I chose to center the focus of my blog on recipes for food allergies, so it would be a little odd if I tried to take picture off creative commons or another stock photo site. The point is to try and make food that’s delicious and good for a college student with food allergies. I’m no chef (which is apparent from some of the concoctions I whip out), but for me the whole point was to share my experience. That wouldn’t do much good with other people pictures. More often than not I’m sure it wouldn’t even be close to being the same and come to think of it, I’d be a bit peeved if someone ripped off one of my photos (even if they are a little ghetto looking). When not using my iPhone camera to document my life I actually do enjoy taking my good camera out and snapping a few photos. I’m actually a finalist in a photo contest right now for some of the photos I took when studying abroad in Poland and the Czech Republic this summer. I’m really proud of them. I don’t know what I would do if someone just stole them and credited themselves as the original owner. I can completely see the importance of why these licenses need to be in place.

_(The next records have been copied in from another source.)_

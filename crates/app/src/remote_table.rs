//! Dioxus binding for [`client::RemoteTable`].
//!
//! The table itself is a plain state machine; this module owns it in a
//! signal, runs the tickets it hands out on the component's task scope, and
//! renders the shared toolbar / table / pager markup every list screen uses.

use client::{
    load_detail, load_page, CellValue, DetailState, DetailTicket, Expansion, FilterState,
    ListResource, PageTicket, RemoteSource, RemoteTable, Settlement,
};
use dioxus::prelude::*;
use shared_types::{parse_date, SortDirection, STATUS_ALL};
use shared_ui::{
    Button, ButtonVariant, DataTable, DataTableBody, DataTableCell, DataTableColumn,
    DataTableDetailRow, DataTableEmpty, DataTableExpandCell, DataTableHeader, DataTableRow,
    DataTableSortColumn, ErrorBanner, FormSelect, InlineNotice, Input, Pagination, SearchBar,
    SearchBarActions, SkeletonRows, SortIndicator, StatusBadge,
};

use crate::auth::use_api;
use crate::format_helpers::date_input;

/// Copyable handle to one mounted table.
pub struct TableHandle<R: ListResource> {
    pub table: Signal<RemoteTable<R>>,
    source: Signal<RemoteSource<R>>,
    mirror: Callback<String>,
}

impl<R: ListResource> Clone for TableHandle<R> {
    fn clone(&self) -> Self {
        *self
    }
}

impl<R: ListResource> Copy for TableHandle<R> {}

impl<R: ListResource> PartialEq for TableHandle<R> {
    fn eq(&self, other: &Self) -> bool {
        self.table == other.table && self.source == other.source
    }
}

/// Mount a table for `R`, restoring its first query from `initial_query`
/// and reporting the query string of every committed page to `mirror`.
pub fn use_remote_table<R: ListResource>(
    initial_query: String,
    mirror: Callback<String>,
) -> TableHandle<R> {
    let api = use_api();
    let mut table = use_signal(|| {
        RemoteTable::<R>::from_url(&initial_query, client::config().tables.page_size)
    });
    let source = use_signal(|| api.source::<R>());
    let handle = TableHandle {
        table,
        source,
        mirror,
    };

    use_hook(move || handle.reload());
    use_drop(move || {
        if let Ok(mut table) = table.try_write() {
            table.cancel();
        }
    });

    handle
}

impl<R: ListResource> TableHandle<R> {
    pub fn reload(self) {
        let mut table = self.table;
        let ticket = table.write().reload();
        self.run_page(ticket);
    }

    pub fn edit_filters(self, edit: impl FnOnce(&mut FilterState)) {
        let mut table = self.table;
        edit(table.write().filters_mut());
    }

    pub fn apply(self) {
        let mut table = self.table;
        let applied = table.write().apply();
        if let Ok(ticket) = applied {
            self.run_page(ticket);
        }
    }

    pub fn reset(self) {
        let mut table = self.table;
        let ticket = table.write().reset_all();
        self.run_page(ticket);
    }

    pub fn next(self) {
        let mut table = self.table;
        let ticket = table.write().next_page();
        self.navigate(ticket);
    }

    pub fn prev(self) {
        let mut table = self.table;
        let ticket = table.write().prev_page();
        self.navigate(ticket);
    }

    pub fn go_to(self, page: u32) {
        let mut table = self.table;
        let ticket = table.write().go_to_page(page);
        self.navigate(ticket);
    }

    pub fn sort(self, column_id: &'static str) {
        let mut table = self.table;
        let ticket = table.write().toggle_sort(column_id);
        self.navigate(ticket);
    }

    pub fn dismiss_error(self) {
        let mut table = self.table;
        table.write().clear_error();
    }

    pub fn toggle_row(self, id: String) {
        let mut table = self.table;
        let ticket = table.write().toggle_row(&id);
        if let Some(ticket) = ticket {
            self.run_detail(ticket);
        }
    }

    fn navigate(self, ticket: Option<PageTicket>) {
        if let Some(ticket) = ticket {
            self.run_page(ticket);
        }
    }

    fn mirror_url(self) {
        let query = self.table.peek().url_query();
        self.mirror.call(query);
    }

    fn run_page(self, ticket: PageTicket) {
        let mut table = self.table;
        let source = self.source.peek().clone();
        let handle = self;
        spawn(async move {
            let mut ticket = ticket;
            loop {
                let outcome = load_page(&source, ticket).await;
                let settled = table.write().settle_page(outcome);
                match settled {
                    Settlement::Applied => handle.mirror_url(),
                    Settlement::Failed => {
                        tracing::warn!(resource = R::NAME, "page request failed; keeping previous page");
                    }
                    Settlement::Stale => {}
                    Settlement::Clamped(last) => {
                        ticket = last;
                        continue;
                    }
                }
                break;
            }
        });
    }

    fn run_detail(self, ticket: DetailTicket) {
        let mut table = self.table;
        let source = self.source.peek().clone();
        spawn(async move {
            let outcome = load_detail(&source, ticket).await;
            table.write().settle_detail(outcome);
        });
    }
}

/// Renders the body of an expanded row.
pub type DetailView<R> = fn(&<R as ListResource>::Detail, TableHandle<R>) -> Element;

fn status_options<R: ListResource>() -> Vec<(String, String)> {
    std::iter::once((STATUS_ALL.to_string(), "All statuses".to_string()))
        .chain(
            R::RULES
                .statuses
                .iter()
                .map(|s| (s.to_string(), client::humanize_status(s))),
        )
        .collect()
}

fn cell(value: &CellValue) -> Element {
    let text = value.display();
    match value {
        CellValue::Status(code) => rsx! {
            StatusBadge { status: code.clone(), label: text }
        },
        CellValue::Empty => rsx! { span { class: "cell-empty", "{text}" } },
        _ => rsx! { "{text}" },
    }
}

/// Toolbar, table, expanded row and pager for one mounted table.
pub fn remote_table<R: ListResource>(handle: TableHandle<R>, detail: DetailView<R>) -> Element {
    let table = handle.table.read();
    let filters = table.filters();
    let field_error = |name: &str| {
        table
            .validation_error()
            .and_then(|e| e.field(name))
            .unwrap_or_default()
            .to_string()
    };

    let search_text = filters.search_text().to_string();
    let status = filters.status().as_str().to_string();
    let start_date = date_input(filters.start_date());
    let end_date = date_input(filters.end_date());
    let status_error = field_error("status");
    let start_error = field_error("startDate");
    let end_error = field_error("endDate");
    let sort_error = field_error("sortby");

    let headers = table.headers();
    let rows = table.rendered_rows();
    let colspan = headers.len() + 2;
    let loading = table.is_loading();
    let banner = table.error().map(|e| e.message.clone());
    let open_row = table.expansion().row_id().map(str::to_string);
    let pager = table
        .page()
        .map(|slot| (slot.page, slot.total_pages, slot.total_count));
    let mut detail_body = match table.expansion() {
        Expansion::Collapsed => None,
        Expansion::Loading { .. } => Some(rsx! { SkeletonRows { rows: 3 } }),
        Expansion::Expanded { state, .. } => Some(match state {
            DetailState::Loaded(record) => detail(record, handle),
            DetailState::Missing => rsx! {
                p { class: "table-detail-empty", "No data available" }
            },
            DetailState::Failed(message) => rsx! {
                InlineNotice { message: message.clone() }
            },
        }),
    };
    drop(table);

    let mut body_rows = Vec::with_capacity(rows.len());
    for row in rows {
        let expanded = open_row.as_deref() == Some(row.id.as_str());
        let id = row.id.clone();
        let body = if expanded { detail_body.take() } else { None };
        body_rows.push(rsx! {
            DataTableRow {
                key: "{row.id}",
                expanded,
                onclick: move |_| handle.toggle_row(id.clone()),
                DataTableCell { "{row.serial}" }
                for value in row.cells.iter() {
                    DataTableCell { {cell(value)} }
                }
                DataTableExpandCell { expanded }
            }
            if let Some(body) = body {
                DataTableDetailRow { colspan, {body} }
            }
        });
    }
    let empty = body_rows.is_empty();

    rsx! {
        div { class: "remote-table",
            SearchBar {
                Input {
                    value: search_text,
                    label: "Search",
                    placeholder: "Search...",
                    on_input: move |evt: FormEvent| {
                        handle.edit_filters(|f| f.set_search_text(evt.value()));
                    },
                }
                FormSelect {
                    label: "Status",
                    value: status,
                    options: status_options::<R>(),
                    error: status_error,
                    onchange: move |evt: FormEvent| {
                        handle.edit_filters(|f| f.set_status_filter(&evt.value()));
                    },
                }
                Input {
                    label: "From",
                    input_type: "date",
                    value: start_date,
                    error: start_error,
                    on_input: move |evt: FormEvent| {
                        handle.edit_filters(|f| f.set_start_date(parse_date(&evt.value())));
                    },
                }
                Input {
                    label: "To",
                    input_type: "date",
                    value: end_date,
                    error: end_error,
                    on_input: move |evt: FormEvent| {
                        handle.edit_filters(|f| f.set_end_date(parse_date(&evt.value())));
                    },
                }
                SearchBarActions {
                    Button { busy: loading, onclick: move |_| handle.apply(), "Apply" }
                    Button {
                        variant: ButtonVariant::Outline,
                        onclick: move |_| handle.reset(),
                        "Reset"
                    }
                }
            }

            if !sort_error.is_empty() {
                InlineNotice { message: sort_error }
            }

            if let Some(message) = banner {
                ErrorBanner {
                    message,
                    on_retry: move |_| handle.reload(),
                    on_dismiss: move |_| handle.dismiss_error(),
                }
            }

            match pager {
                None => rsx! { SkeletonRows {} },
                Some((page, total_pages, total_count)) => rsx! {
                    DataTable { loading,
                        DataTableHeader {
                            DataTableColumn { "#" }
                            for header in headers {
                                if header.sortable {
                                    DataTableSortColumn {
                                        key: "{header.id}",
                                        label: header.label.to_string(),
                                        indicator: match header.sorted {
                                            Some(SortDirection::Asc) => SortIndicator::Ascending,
                                            Some(SortDirection::Desc) => SortIndicator::Descending,
                                            None => SortIndicator::Unsorted,
                                        },
                                        onclick: move |_| handle.sort(header.id),
                                    }
                                } else {
                                    DataTableColumn { key: "{header.id}", "{header.label}" }
                                }
                            }
                            DataTableColumn { "" }
                        }
                        DataTableBody {
                            if empty {
                                DataTableEmpty { colspan, message: "No data available".to_string() }
                            }
                            for row in body_rows {
                                {row}
                            }
                        }
                    }
                    Pagination {
                        page,
                        total_pages,
                        total_count,
                        busy: loading,
                        on_prev: move |_| handle.prev(),
                        on_next: move |_| handle.next(),
                        on_page: move |page: u32| handle.go_to(page),
                    }
                },
            }
        }
    }
}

I’m not too sure how I can contribute to Creative Commons with the stuff I’m putting on my blog. They’re mostly just pictures of sandwiches and messed up chocolate covered strawberries. I really doubt anyone is going to want to snatch those up. I mean if they really wanted them go for it but an iPhone camera is nothing compared to a legitimate trained photographer so they’d really be losing out. I’m sure there are other blogs out there that might need to use stock photos, but I think the best bet is to just try and do your best to take keep everything original. I’m not positive if I would ever license my work to creative commons, but it’s always an idea.